_Data extract_.
[Start of Attachment]
/// Configuration, manifests, and shared types for audiocnn.
///
/// This crate contains the configuration loader, the annotation reader,
/// device request parsing, and the feature types used across the workspace.

pub mod annotations;
pub mod config;
pub mod device;
pub mod error;
pub mod frame;

pub use annotations::{Annotations, LabelIndex, Manifest};
pub use config::Config;
pub use device::{ComputeDevice, DeviceRequest};
pub use error::CoreError;
pub use frame::{FeatureShape, Spectrogram};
[End of Attachment]
_Task to carry out_.
Word for word, retype all of the material.

_Exercise answer_.
/// Configuration, manifests, and shared types for audiocnn.
///
/// This crate contains the configuration loader, the annotation reader,
/// device request parsing, and the feature types used across the workspace.

pub mod annotations;
pub mod config;
pub mod device;
pub mod error;
pub mod frame;

pub use annotations::{Annotations, LabelIndex, Manifest};
pub use config::Config;
pub use device::{ComputeDevice, DeviceRequest};
pub use error::CoreError;
pub use frame::{FeatureShape, Spectrogram};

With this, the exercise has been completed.